Калиф-аист. Розовый сад. Рассказы | страница 60



Я надеялся, что на следующую ночь «продолжение» восполнит утраченные воспоминания. Но и на другой день я ничего не мог вспомнить.

А на третий день и вовсе уже не был уверен, продолжался ли минувшей ночью мой сон или нет.

Вскоре я уже стал подумывать — и, признаюсь, не без сожаления, — не прекратился ли навсегда мой еженощный и злой кошмар?

В одном только я уже не сомневался: этот сон длился с самого раннего моего детства.

V

И хотя теперь сон, по-видимому, подошел к концу, память о нем осталась, и я более не мог считать себя таким же человеком, как все прочие. Но внешне моя жизнь нисколько не изменилась. Больше того, после первого приступа отчаяния настала своего рода реакция, реакция здорового отрочества. Я вновь превратился в живого милого мальчика. И мог ли тот, кто взглянул бы тогда на мое красивое одушевленное лицо, мог ли он вообразить, что эта черепная коробка хранит воспоминания о горьких муках, унижениях, нищенском существовании? Мог ли он подумать, что этими вот руками (впрочем, этими ли? это ли телесное обличье было моим и там? Кажется, я был там ужасно тощим и некрасивым…), этими руками мне приходилось исполнять самую постыдную, черную работу, работу слуги, что этими же руками я зверски избил трехлетнего малыша.

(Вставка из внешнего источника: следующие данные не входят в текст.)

use crate::gpu;
use crate::launch::default_interpreters;
use serde::Deserialize;
use std::collections::BTreeMap;
use std::path::{Path, PathBuf};
use std::time::Duration;

/// Top-level configuration loaded from `config.toml`.
#[derive(Debug, Deserialize, Default, PartialEq)]
#[serde(default)]
pub struct MonitorConfig {
    pub monitor: MonitorSection,
    pub gpu: GpuConfig,
    /// File extension -> interpreter program.
    pub interpreters: Interpreters,
    pub serve: ServeConfig,
}

#[derive(Debug, Deserialize, PartialEq)]
#[serde(default)]
pub struct MonitorSection {
    pub interval_secs: f64,
    /// Absent means unbounded.
    pub max_duration_secs: Option<f64>,
    pub storing_interval_secs: u64,
    /// Absent means the data directory's default log.
    pub log_location: Option<PathBuf>,
    pub log_cpu_usage: bool,
}

#[derive(Debug, Deserialize, PartialEq)]
#[serde(default)]
pub struct GpuConfig {
    pub enabled: bool,
    pub command: String,
}

/// Dashboard listener for `--visualize`.
#[derive(Debug, Deserialize, PartialEq)]
#[serde(default)]
pub struct ServeConfig {
    pub bind: String,
    pub port: u16,
}

#[derive(Debug, Deserialize, PartialEq)]
#[serde(transparent)]
pub struct Interpreters(pub BTreeMap<String, String>);

// --- Default implementations ---

impl Default for MonitorSection {
    fn default() -> Self {
        Self {
            interval_secs: 1.0,
            max_duration_secs: None,
            storing_interval_secs: 10,
            log_location: None,
            log_cpu_usage: false,
        }
    }
}

impl Default for GpuConfig {
    fn default() -> Self {
        Self {
            enabled: true,
            command: gpu::DEFAULT_COMMAND.to_string(),
        }
    }
}

impl Default for ServeConfig {
    fn default() -> Self {
        Self {
            bind: "127.0.0.1".to_string(),
            port: 8050,
        }
    }
}

impl Default for Interpreters {
    fn default() -> Self {
        Self(default_interpreters())
    }
}

/// Values given on the command line; `None` means "not given, use the file".
#[derive(Debug, Default, Clone)]
pub struct Overrides {
    pub interval: Option<f64>,
    pub max_duration: Option<f64>,
    pub storing_interval: Option<u64>,
    pub log_location: Option<PathBuf>,
    pub log_cpu_usage: bool,
}

/// Validated, immutable settings for one monitoring run.
#[derive(Debug, Clone, PartialEq)]
pub struct RunConfig {
    pub command: String,
    pub interval: Duration,
    /// `None` = run until the child exits.
    pub max_duration: Option<Duration>,
    pub storing_interval: Duration,
    pub log_location: PathBuf,
    pub log_cpu_usage: bool,
    /// `None` = do not query the GPU tool.
    pub gpu_command: Option<String>,
    pub interpreters: BTreeMap<String, String>,
}

/// Errors from loading or validating configuration.
#[derive(Debug)]
pub enum ConfigError {
    Read {
        path: PathBuf,
        source: std::io::Error,
    },
    Parse {
        path: PathBuf,
        source: toml::de::Error,
    },
    Invalid {
        field: &'static str,
        reason: String,
    },
}

impl std::fmt::Display for ConfigError {
    fn fmt(&self, f: &mut std::fmt::Formatter<'_>) -> std::fmt::Result {
        match self {
            ConfigError::Read { path, source } => {
                write!(f, "failed to read config {}: {source}", path.display())
            }
            ConfigError::Parse { path, source } => {
                write!(f, "failed to parse config {}: {source}", path.display())
            }
            ConfigError::Invalid { field, reason } => write!(f, "invalid {field}: {reason}"),
        }
    }
}

impl std::error::Error for ConfigError {
    fn source(&self) -> Option<&(dyn std::error::Error + 'static)> {
        match self {
            ConfigError::Read { source, .. } => Some(source),
            ConfigError::Parse { source, .. } => Some(source),
            ConfigError::Invalid { .. } => None,
        }
    }
}

impl MonitorConfig {
    /// Load and parse a TOML config file.
    pub fn load(path: &Path) -> Result<Self, ConfigError> {
        let contents = std::fs::read_to_string(path).map_err(|e| ConfigError::Read {
            path: path.to_path_buf(),
            source: e,
        })?;
        toml::from_str(&contents).map_err(|e| ConfigError::Parse {
            path: path.to_path_buf(),
            source: e,
        })
    }

    /// Load an explicitly requested file, or the implicit one if it exists.
    ///
    /// An explicit file must load. A broken implicit file is reported and
    /// replaced by defaults.
    pub fn discover(explicit: Option<&Path>, implicit: Option<&Path>) -> Result<Self, ConfigError> {
        if let Some(path) = explicit {
            return Self::load(path);
        }
        match implicit {
            Some(path) if path.exists() => Self::load(path).or_else(|e| {
                tracing::warn!(error = %e, "ignoring config file, using defaults");
                Ok(Self::default())
            }),
            _ => Ok(Self::default()),
        }
    }

    /// Merge CLI overrides and validate into a `RunConfig`.
    ///
    /// `default_log` is used when neither the CLI nor the file names a log location.
    pub fn resolve(
        &self,
        command: &str,
        overrides: &Overrides,
        default_log: PathBuf,
    ) -> Result<RunConfig, ConfigError> {
        if command.trim().is_empty() {
            return Err(ConfigError::Invalid {
                field: "command",
                reason: "must not be empty".to_string(),
            });
        }

        let interval_secs = overrides.interval.unwrap_or(self.monitor.interval_secs);
        if !interval_secs.is_finite() || interval_secs <= 0.0 {
            return Err(ConfigError::Invalid {
                field: "interval",
                reason: format!("must be a positive number of seconds, got {interval_secs}"),
            });
        }

        let max_duration = match overrides.max_duration.or(self.monitor.max_duration_secs) {
            None => None,
            Some(secs) if secs == f64::INFINITY => None,
            Some(secs) if secs.is_nan() || secs <= 0.0 => {
                return Err(ConfigError::Invalid {
                    field: "max_duration",
                    reason: format!("must be a positive number of seconds, got {secs}"),
                });
            }
            Some(secs) => Some(Duration::try_from_secs_f64(secs).map_err(|e| {
                ConfigError::Invalid {
                    field: "max_duration",
                    reason: e.to_string(),
                }
            })?),
        };

        let storing_interval = Duration::from_secs(
            overrides
                .storing_interval
                .unwrap_or(self.monitor.storing_interval_secs),
        );

        let log_location = overrides
            .log_location
            .clone()
            .or_else(|| self.monitor.log_location.clone())
            .unwrap_or(default_log);

        Ok(RunConfig {
            command: command.to_string(),
            interval: Duration::from_secs_f64(interval_secs),
            max_duration,
            storing_interval,
            log_location,
            log_cpu_usage: overrides.log_cpu_usage || self.monitor.log_cpu_usage,
            gpu_command: self.gpu.enabled.then(|| self.gpu.command.clone()),
            interpreters: self.interpreters.0.clone(),
        })
    }
}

Но мне уже никогда этого не забыть, ибо эти воспоминания ничуть не походили на воспоминания о виденном во сне, они были столь же интенсивными и реальными, как воспоминания вообще. И поначалу редкий день обходился без них, им же неизменно сопутствовало чувство стыда и великого унижения в собственных моих глазах. Какой чудовищный стыд причиняла мне, например, мысль о том, что глубокое нравственное чувство, несомненно мне свойственное наяву, во сне оказывалось бессильно и что ученик столяра, убежавший из мастерской, тупо бредущий по дорогам и улицам, не испытывал ни капельки сожаления об избитом чуть ли не в кровь мальчонке; что он с радостью совершил бы кражу, не будь столь труслив, и так далее. За какие блага в мире я мог бы совершить подобное? Но — как знать, быть может, тут-то и проявилось мое истинное «я», которое подавлено во мне воспитанием, на самом же деле я именно таков.

Не нужно думать, что я был занят этими мыслями постоянно. Жизнь одаривала меня множеством всяческих радостей, и я умел ими наслаждаться полной мерой. У меня уже пробивались усы. Джизи, почти взрослая черноволосая Джизи, жила напротив нашего дома, и мы то и дело обменивались знаками через окно. У нас было три условных сигнала, из которых мы составили целый алфавит и, бывало, проводили у окна по полдня, чтобы передать друг другу два-три слова. Позднее я обнаружил, что на всем свете нет девушки прекраснее, чем Неллике Сандер. Но вскоре сделал новое открытие — что девушки в большинстве своем красивы, и даже очень красивы.